> **What is required**
Where the line with "fn fmt(&self, f: &mut" appears below, start writing out lines exactly, and finish with the line with "PostgreSQL for both the ledger and the queries", which is included; write out nothing else.

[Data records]
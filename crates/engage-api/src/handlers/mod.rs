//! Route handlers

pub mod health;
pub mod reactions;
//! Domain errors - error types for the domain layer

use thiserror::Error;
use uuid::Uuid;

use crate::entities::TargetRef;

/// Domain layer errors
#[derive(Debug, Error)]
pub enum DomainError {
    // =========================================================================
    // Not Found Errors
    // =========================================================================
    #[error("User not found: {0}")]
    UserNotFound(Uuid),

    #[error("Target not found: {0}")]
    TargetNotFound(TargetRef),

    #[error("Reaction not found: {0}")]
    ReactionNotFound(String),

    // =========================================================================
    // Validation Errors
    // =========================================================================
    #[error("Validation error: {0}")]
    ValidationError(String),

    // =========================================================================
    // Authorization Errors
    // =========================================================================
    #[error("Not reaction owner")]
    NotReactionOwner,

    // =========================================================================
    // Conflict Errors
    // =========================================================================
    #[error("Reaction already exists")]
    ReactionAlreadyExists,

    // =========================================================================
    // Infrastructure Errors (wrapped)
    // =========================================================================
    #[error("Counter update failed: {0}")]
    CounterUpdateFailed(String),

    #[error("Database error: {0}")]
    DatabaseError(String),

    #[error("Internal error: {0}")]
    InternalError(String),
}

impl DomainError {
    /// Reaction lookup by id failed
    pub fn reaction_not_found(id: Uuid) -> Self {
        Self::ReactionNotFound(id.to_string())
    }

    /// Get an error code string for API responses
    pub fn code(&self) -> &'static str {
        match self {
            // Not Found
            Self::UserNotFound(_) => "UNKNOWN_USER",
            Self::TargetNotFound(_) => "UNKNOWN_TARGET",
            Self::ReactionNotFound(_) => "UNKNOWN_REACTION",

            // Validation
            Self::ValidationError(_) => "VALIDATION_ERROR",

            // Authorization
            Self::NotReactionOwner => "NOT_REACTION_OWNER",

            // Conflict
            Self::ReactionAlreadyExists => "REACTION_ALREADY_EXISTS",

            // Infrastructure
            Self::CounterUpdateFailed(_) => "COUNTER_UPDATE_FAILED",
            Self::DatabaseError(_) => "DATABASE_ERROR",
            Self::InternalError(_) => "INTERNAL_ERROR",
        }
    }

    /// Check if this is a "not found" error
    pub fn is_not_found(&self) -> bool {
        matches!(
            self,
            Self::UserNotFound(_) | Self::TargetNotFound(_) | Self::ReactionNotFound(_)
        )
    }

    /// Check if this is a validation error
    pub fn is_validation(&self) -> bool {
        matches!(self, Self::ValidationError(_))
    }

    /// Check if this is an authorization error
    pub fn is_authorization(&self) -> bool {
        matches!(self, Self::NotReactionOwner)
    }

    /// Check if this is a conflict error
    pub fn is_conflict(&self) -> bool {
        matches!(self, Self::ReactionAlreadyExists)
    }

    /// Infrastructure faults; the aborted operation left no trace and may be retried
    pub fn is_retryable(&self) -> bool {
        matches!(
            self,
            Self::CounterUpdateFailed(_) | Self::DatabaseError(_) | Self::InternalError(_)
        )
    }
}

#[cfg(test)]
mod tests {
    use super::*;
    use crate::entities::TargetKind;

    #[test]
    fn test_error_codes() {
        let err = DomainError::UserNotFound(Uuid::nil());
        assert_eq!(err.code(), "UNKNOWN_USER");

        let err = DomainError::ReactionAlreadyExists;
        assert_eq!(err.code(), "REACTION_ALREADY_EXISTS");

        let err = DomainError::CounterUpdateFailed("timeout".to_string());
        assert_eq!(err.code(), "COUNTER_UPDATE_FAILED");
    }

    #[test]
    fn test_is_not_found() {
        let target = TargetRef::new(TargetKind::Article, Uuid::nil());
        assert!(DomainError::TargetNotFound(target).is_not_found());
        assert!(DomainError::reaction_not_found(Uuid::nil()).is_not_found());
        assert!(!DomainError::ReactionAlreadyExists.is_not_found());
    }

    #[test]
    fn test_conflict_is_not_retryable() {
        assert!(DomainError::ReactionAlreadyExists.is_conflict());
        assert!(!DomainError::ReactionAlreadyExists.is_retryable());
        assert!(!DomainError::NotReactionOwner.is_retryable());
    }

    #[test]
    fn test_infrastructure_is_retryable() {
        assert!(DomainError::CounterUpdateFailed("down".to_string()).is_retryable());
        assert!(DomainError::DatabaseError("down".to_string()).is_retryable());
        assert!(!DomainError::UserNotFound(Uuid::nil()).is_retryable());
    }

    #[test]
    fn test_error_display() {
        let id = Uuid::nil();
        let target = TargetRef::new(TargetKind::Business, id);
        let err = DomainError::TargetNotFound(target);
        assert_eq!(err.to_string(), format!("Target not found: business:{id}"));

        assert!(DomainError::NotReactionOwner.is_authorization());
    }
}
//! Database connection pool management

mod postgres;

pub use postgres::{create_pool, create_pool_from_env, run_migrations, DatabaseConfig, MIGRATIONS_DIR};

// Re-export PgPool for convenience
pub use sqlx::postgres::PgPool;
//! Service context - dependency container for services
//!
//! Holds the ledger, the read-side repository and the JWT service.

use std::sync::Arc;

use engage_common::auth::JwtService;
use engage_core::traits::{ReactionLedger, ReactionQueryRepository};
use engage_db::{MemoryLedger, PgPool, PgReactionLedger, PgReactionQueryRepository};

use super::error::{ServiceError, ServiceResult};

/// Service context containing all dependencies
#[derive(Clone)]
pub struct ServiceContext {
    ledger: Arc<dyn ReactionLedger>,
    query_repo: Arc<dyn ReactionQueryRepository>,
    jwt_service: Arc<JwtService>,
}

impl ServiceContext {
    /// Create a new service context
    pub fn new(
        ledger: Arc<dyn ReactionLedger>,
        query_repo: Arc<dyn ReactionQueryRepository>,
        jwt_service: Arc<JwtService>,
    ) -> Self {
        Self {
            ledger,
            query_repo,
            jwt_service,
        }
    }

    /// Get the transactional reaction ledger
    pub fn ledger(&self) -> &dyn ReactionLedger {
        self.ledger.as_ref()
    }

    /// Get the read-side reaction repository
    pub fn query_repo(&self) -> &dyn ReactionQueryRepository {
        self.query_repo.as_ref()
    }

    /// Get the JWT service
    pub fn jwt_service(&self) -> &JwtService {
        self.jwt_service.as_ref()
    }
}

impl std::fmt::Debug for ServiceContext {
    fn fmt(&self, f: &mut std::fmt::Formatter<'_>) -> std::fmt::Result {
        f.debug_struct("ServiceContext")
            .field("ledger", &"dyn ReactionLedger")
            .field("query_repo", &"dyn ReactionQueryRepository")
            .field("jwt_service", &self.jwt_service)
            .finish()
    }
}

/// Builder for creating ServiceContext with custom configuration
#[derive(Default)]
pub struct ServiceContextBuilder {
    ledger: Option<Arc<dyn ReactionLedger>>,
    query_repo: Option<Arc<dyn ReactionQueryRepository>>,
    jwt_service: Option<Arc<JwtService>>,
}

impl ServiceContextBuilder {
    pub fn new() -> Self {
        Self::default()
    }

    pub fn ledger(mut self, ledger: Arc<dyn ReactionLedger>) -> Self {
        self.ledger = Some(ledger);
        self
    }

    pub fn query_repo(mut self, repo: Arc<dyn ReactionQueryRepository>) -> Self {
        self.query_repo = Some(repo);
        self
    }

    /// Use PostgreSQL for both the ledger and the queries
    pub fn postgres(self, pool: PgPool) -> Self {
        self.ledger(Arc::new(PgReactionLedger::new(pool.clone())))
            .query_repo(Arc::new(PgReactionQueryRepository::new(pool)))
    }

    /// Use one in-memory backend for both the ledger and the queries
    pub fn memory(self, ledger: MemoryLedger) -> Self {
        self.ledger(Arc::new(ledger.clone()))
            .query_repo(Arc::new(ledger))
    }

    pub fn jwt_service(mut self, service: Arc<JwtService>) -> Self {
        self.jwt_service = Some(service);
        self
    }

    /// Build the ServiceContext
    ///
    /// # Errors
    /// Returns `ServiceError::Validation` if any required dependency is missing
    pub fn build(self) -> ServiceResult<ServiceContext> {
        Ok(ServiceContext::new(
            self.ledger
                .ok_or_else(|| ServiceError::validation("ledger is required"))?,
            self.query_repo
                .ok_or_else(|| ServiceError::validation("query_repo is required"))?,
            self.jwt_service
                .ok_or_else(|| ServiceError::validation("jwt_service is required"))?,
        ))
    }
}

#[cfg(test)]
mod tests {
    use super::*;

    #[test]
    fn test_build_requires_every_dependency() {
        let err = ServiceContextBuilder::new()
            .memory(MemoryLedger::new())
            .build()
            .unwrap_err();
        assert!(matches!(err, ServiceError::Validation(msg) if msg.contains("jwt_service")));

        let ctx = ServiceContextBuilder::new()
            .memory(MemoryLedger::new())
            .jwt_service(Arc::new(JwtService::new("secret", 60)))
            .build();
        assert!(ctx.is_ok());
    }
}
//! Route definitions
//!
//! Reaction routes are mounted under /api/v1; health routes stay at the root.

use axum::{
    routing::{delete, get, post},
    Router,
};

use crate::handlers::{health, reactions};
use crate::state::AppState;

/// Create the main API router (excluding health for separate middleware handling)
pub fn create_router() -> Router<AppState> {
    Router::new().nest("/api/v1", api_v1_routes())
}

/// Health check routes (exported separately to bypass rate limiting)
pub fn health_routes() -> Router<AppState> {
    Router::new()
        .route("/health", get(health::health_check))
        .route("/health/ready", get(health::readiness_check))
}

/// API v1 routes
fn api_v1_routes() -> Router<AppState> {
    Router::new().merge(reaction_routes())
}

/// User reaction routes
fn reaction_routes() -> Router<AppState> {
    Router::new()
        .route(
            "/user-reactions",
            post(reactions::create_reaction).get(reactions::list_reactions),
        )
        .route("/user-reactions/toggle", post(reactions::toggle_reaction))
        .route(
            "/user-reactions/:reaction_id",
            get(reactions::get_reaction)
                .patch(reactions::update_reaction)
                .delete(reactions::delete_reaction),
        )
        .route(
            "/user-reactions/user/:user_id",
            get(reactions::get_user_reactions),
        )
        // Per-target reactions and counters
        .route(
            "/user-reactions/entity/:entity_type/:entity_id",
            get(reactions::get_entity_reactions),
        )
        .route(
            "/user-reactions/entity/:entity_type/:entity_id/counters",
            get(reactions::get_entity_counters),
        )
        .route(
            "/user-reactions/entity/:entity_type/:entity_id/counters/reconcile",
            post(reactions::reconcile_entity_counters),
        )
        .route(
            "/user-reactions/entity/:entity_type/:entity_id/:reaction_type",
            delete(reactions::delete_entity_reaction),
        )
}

> **Result of the task**
    fn fmt(&self, f: &mut std::fmt::Formatter<'_>) -> std::fmt::Result {
        f.debug_struct("ServiceContext")
            .field("ledger", &"dyn ReactionLedger")
            .field("query_repo", &"dyn ReactionQueryRepository")
            .field("jwt_service", &self.jwt_service)
            .finish()
    }
}

/// Builder for creating ServiceContext with custom configuration
#[derive(Default)]
pub struct ServiceContextBuilder {
    ledger: Option<Arc<dyn ReactionLedger>>,
    query_repo: Option<Arc<dyn ReactionQueryRepository>>,
    jwt_service: Option<Arc<JwtService>>,
}

impl ServiceContextBuilder {
    pub fn new() -> Self {
        Self::default()
    }

    pub fn ledger(mut self, ledger: Arc<dyn ReactionLedger>) -> Self {
        self.ledger = Some(ledger);
        self
    }

    pub fn query_repo(mut self, repo: Arc<dyn ReactionQueryRepository>) -> Self {
        self.query_repo = Some(repo);
        self
    }

    /// Use PostgreSQL for both the ledger and the queries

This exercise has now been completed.